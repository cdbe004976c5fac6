//! Application state and logic.

use crate::config::TuiConfig;
use crate::input::{self, Action};
use crate::ui::{self, ScreenLayout};
use crossterm::event::{KeyEvent, MouseEvent};
use ratatui::layout::Rect;
use rewind_tictactoe::{GameState, Position};
use tracing::{debug, info, instrument};

/// Which panel receives arrow keys and Enter.
#[derive(Debug, Clone, Copy, PartialEq, Eq)]
pub enum Focus {
    /// Arrows move the board cursor.
    Board,
    /// Arrows move the move-list selection.
    Moves,
}

/// Main application state.
#[derive(Debug)]
pub struct App {
    game: GameState,
    cursor: Position,
    focus: Focus,
    selected_step: usize,
    status_message: String,
    show_help: bool,
    should_quit: bool,
    screen: Rect,
}

impl App {
    /// Creates a new application with a fresh game.
    #[instrument(skip(config))]
    pub fn new(config: &TuiConfig) -> Self {
        let mut game = GameState::new();
        if *config.start_descending() {
            game.toggle_move_order();
        }
        Self {
            game,
            cursor: Position::Center,
            focus: Focus::Board,
            selected_step: 0,
            status_message: "Player X's turn.".to_string(),
            show_help: *config.show_help(),
            should_quit: false,
            screen: Rect::default(),
        }
    }

    /// Gets the current game.
    pub fn game(&self) -> &GameState {
        &self.game
    }

    /// Square under the board cursor.
    pub fn cursor(&self) -> Position {
        self.cursor
    }

    /// Panel with keyboard focus.
    pub fn focus(&self) -> Focus {
        self.focus
    }

    /// History step highlighted in the move list.
    pub fn selected_step(&self) -> usize {
        self.selected_step
    }

    /// Gets the current status message.
    pub fn status_message(&self) -> &str {
        &self.status_message
    }

    /// Whether the help line is drawn.
    pub fn show_help(&self) -> bool {
        self.show_help
    }

    /// True once the user asked to quit.
    pub fn should_quit(&self) -> bool {
        self.should_quit
    }

    /// Records the area of the last drawn frame for mouse hit-testing.
    pub fn set_screen(&mut self, area: Rect) {
        self.screen = area;
    }

    /// Layout of the last drawn frame.
    pub fn layout(&self) -> ScreenLayout {
        ScreenLayout::new(self.screen)
    }

    /// Step the move list scrolls to keep in view: the selection while the
    /// list has focus, the viewed step otherwise.
    pub fn move_list_anchor(&self) -> usize {
        match self.focus {
            Focus::Moves => self.selected_step,
            Focus::Board => self.game.step(),
        }
    }

    /// First move-list row shown when `visible` rows fit on screen.
    pub fn move_list_offset(&self, visible: usize) -> usize {
        let anchor = self.move_list_anchor();
        let anchor_row = self
            .game
            .move_list()
            .iter()
            .position(|row| row.step == anchor)
            .unwrap_or(0);
        ui::scroll_offset(anchor_row, visible)
    }

    /// Handles a key press.
    pub fn handle_key(&mut self, key: KeyEvent) {
        if let Some(action) = input::key_action(key, self.focus) {
            self.apply(action);
        }
    }

    /// Handles a mouse event.
    pub fn handle_mouse(&mut self, mouse: MouseEvent) {
        if let Some(action) = input::mouse_action(mouse, &self.layout()) {
            self.apply(action);
        }
    }

    /// Applies a user action to the game.
    #[instrument(skip(self))]
    pub fn apply(&mut self, action: Action) {
        debug!(?action, "Handling action");

        match action {
            Action::MoveCursor(key) => self.cursor = input::move_cursor(self.cursor, key),
            Action::PlaceAtCursor => self.place(self.cursor),
            Action::PlaceAt(pos) => {
                self.cursor = pos;
                self.place(pos);
            }
            Action::SelectPrevious => self.shift_selection(-1),
            Action::SelectNext => self.shift_selection(1),
            Action::JumpToSelected => self.jump(self.selected_step),
            Action::JumpToRow(row) => {
                let offset = self.move_list_offset(self.layout().visible_move_rows());
                if let Some(entry) = self.game.move_list().get(offset + row) {
                    self.jump(entry.step);
                }
            }
            Action::SwitchFocus => {
                self.focus = match self.focus {
                    Focus::Board => Focus::Moves,
                    Focus::Moves => Focus::Board,
                };
                self.selected_step = self.game.step();
            }
            Action::ToggleOrder => {
                self.game.toggle_move_order();
                self.status_message = self.game.sort_order_label();
            }
            Action::Quit => {
                info!("User quit");
                self.should_quit = true;
            }
        }
    }

    fn place(&mut self, pos: Position) {
        let outcome = self.game.apply_move(pos);
        if outcome.is_applied() {
            self.selected_step = self.game.step();
        }
        self.status_message = outcome.to_string();
    }

    fn jump(&mut self, step: usize) {
        if self.game.jump_to(step) {
            self.selected_step = step;
            self.status_message = match step {
                0 => "Viewing game start".to_string(),
                n => format!("Viewing move #{}", n),
            };
        }
    }

    /// Moves the selection by `delta` rows in display order.
    fn shift_selection(&mut self, delta: isize) {
        let rows = self.game.move_list();
        let current = rows
            .iter()
            .position(|row| row.step == self.selected_step)
            .unwrap_or(0);
        let target = current.saturating_add_signed(delta).min(rows.len() - 1);
        self.selected_step = rows[target].step;
    }
}
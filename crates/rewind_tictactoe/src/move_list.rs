//! Move-list rows for time-travel navigation.

use super::MoveLocation;
use derive_new::new;
use serde::{Deserialize, Serialize};

/// One row of the move list: a jump target into history.
#[derive(Debug, Clone, Copy, PartialEq, Eq, Serialize, Deserialize, new)]
pub struct MoveListEntry {
    /// History step this row jumps to.
    pub step: usize,
    /// Location of the move that produced the step (`None` for game start).
    pub location: Option<MoveLocation>,
    /// The step currently being viewed.
    pub is_current: bool,
    /// The last step in history.
    pub is_latest: bool,
}

impl MoveListEntry {
    /// Button text for this row.
    pub fn description(&self) -> String {
        match self.location {
            Some(location) if self.step > 0 => format!("Go to move #{} {}", self.step, location),
            _ => "Go to game start".to_string(),
        }
    }
}

/// Direction the move list is shown in.
#[derive(Debug, Clone, Copy, PartialEq, Eq, Serialize, Deserialize, derive_more::Display)]
pub enum SortOrder {
    /// Oldest move first.
    Ascending,
    /// Newest move first.
    Descending,
}

impl SortOrder {
    /// Maps the flipped flag to an order.
    pub fn from_flipped(flipped: bool) -> Self {
        if flipped {
            SortOrder::Descending
        } else {
            SortOrder::Ascending
        }
    }
}

#[cfg(test)]
mod tests {
    use super::*;
    use crate::Position;

    #[test]
    fn test_descriptions() {
        let start = MoveListEntry::new(0, None, true, false);
        assert_eq!(start.description(), "Go to game start");

        let third = MoveListEntry::new(3, Some(Position::BottomCenter.into()), false, true);
        assert_eq!(third.description(), "Go to move #3 (2,3)");
    }

    #[test]
    fn test_sort_order_display() {
        assert_eq!(SortOrder::from_flipped(false).to_string(), "Ascending");
        assert_eq!(SortOrder::from_flipped(true).to_string(), "Descending");
    }
}
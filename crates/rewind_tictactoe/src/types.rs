//! Core domain types for tic-tac-toe.

use super::position::Position;
use serde::{Deserialize, Serialize};

/// Player in the game.
#[derive(
    Debug, Clone, Copy, PartialEq, Eq, Hash, Serialize, Deserialize, derive_more::Display,
)]
pub enum Player {
    /// Player X (goes first).
    X,
    /// Player O (goes second).
    O,
}

impl Player {
    /// Returns the player due to move at the given history step.
    ///
    /// X moves on even steps, O on odd ones.
    pub fn for_step(step: usize) -> Self {
        if step % 2 == 0 { Player::X } else { Player::O }
    }
}

/// A square on the tic-tac-toe board.
#[derive(Debug, Clone, Copy, PartialEq, Eq, Hash, Default, Serialize, Deserialize)]
pub enum Square {
    /// Empty square.
    #[default]
    Empty,
    /// Square occupied by a player.
    Occupied(Player),
}

impl Square {
    /// Returns the occupying player, if any.
    pub fn player(self) -> Option<Player> {
        match self {
            Square::Empty => None,
            Square::Occupied(player) => Some(player),
        }
    }
}

/// 3x3 tic-tac-toe board.
///
/// A board is a value: one snapshot of the game at a single step.
#[derive(Debug, Clone, Copy, PartialEq, Eq, Hash, Default, Serialize, Deserialize)]
pub struct Board {
    /// Squares in row-major order (0-8).
    squares: [Square; 9],
}

impl Board {
    /// Creates a new empty board.
    pub fn new() -> Self {
        Self {
            squares: [Square::Empty; 9],
        }
    }

    /// Creates a board from squares in row-major order.
    pub fn from_squares(squares: [Square; 9]) -> Self {
        Self { squares }
    }

    /// Gets the square at the given position.
    pub fn get(&self, pos: Position) -> Square {
        self.squares[pos.to_index()]
    }

    /// Sets the square at the given position.
    pub fn set(&mut self, pos: Position, square: Square) {
        self.squares[pos.to_index()] = square;
    }

    /// Returns a copy of this board with `player`'s mark at `pos`.
    pub fn with_mark(&self, pos: Position, player: Player) -> Self {
        let mut next = *self;
        next.set(pos, Square::Occupied(player));
        next
    }

    /// Checks if a square is empty.
    pub fn is_empty(&self, pos: Position) -> bool {
        self.get(pos) == Square::Empty
    }

    /// Returns all squares as a slice.
    pub fn squares(&self) -> &[Square; 9] {
        &self.squares
    }

    /// Number of occupied squares.
    pub fn occupied_count(&self) -> usize {
        self.squares.iter().filter(|s| **s != Square::Empty).count()
    }

    /// Positions whose squares differ between `self` and `other`.
    pub fn diff(&self, other: &Board) -> Vec<Position> {
        Position::ALL
            .iter()
            .copied()
            .filter(|pos| self.get(*pos) != other.get(*pos))
            .collect()
    }

    /// Formats the board as a human-readable string.
    pub fn display(&self) -> String {
        let mut result = String::new();
        for row in 0..3 {
            for col in 0..3 {
                let pos = row * 3 + col;
                let symbol = match self.squares[pos] {
                    Square::Empty => (pos + 1).to_string(),
                    Square::Occupied(player) => player.to_string(),
                };
                result.push_str(&symbol);
                if col < 2 {
                    result.push('|');
                }
            }
            if row < 2 {
                result.push_str("\n-+-+-\n");
            }
        }
        result
    }
}

/// Current status of the game, derived from a board snapshot.
#[derive(Debug, Clone, Copy, PartialEq, Eq, Serialize, Deserialize)]
pub enum GameStatus {
    /// Game is ongoing.
    InProgress,
    /// Game ended in a win.
    Won(Player),
    /// Board is full with no winner.
    Draw,
}

impl GameStatus {
    /// Returns true once the game has been won or drawn.
    pub fn is_over(&self) -> bool {
        !matches!(self, GameStatus::InProgress)
    }
}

§ **TASK DETAILS**
Your answer should hold every line of the entries that contains the string "GameStatus".

§ **RESPONSE**
pub enum GameStatus {
impl GameStatus {
        !matches!(self, GameStatus::InProgress)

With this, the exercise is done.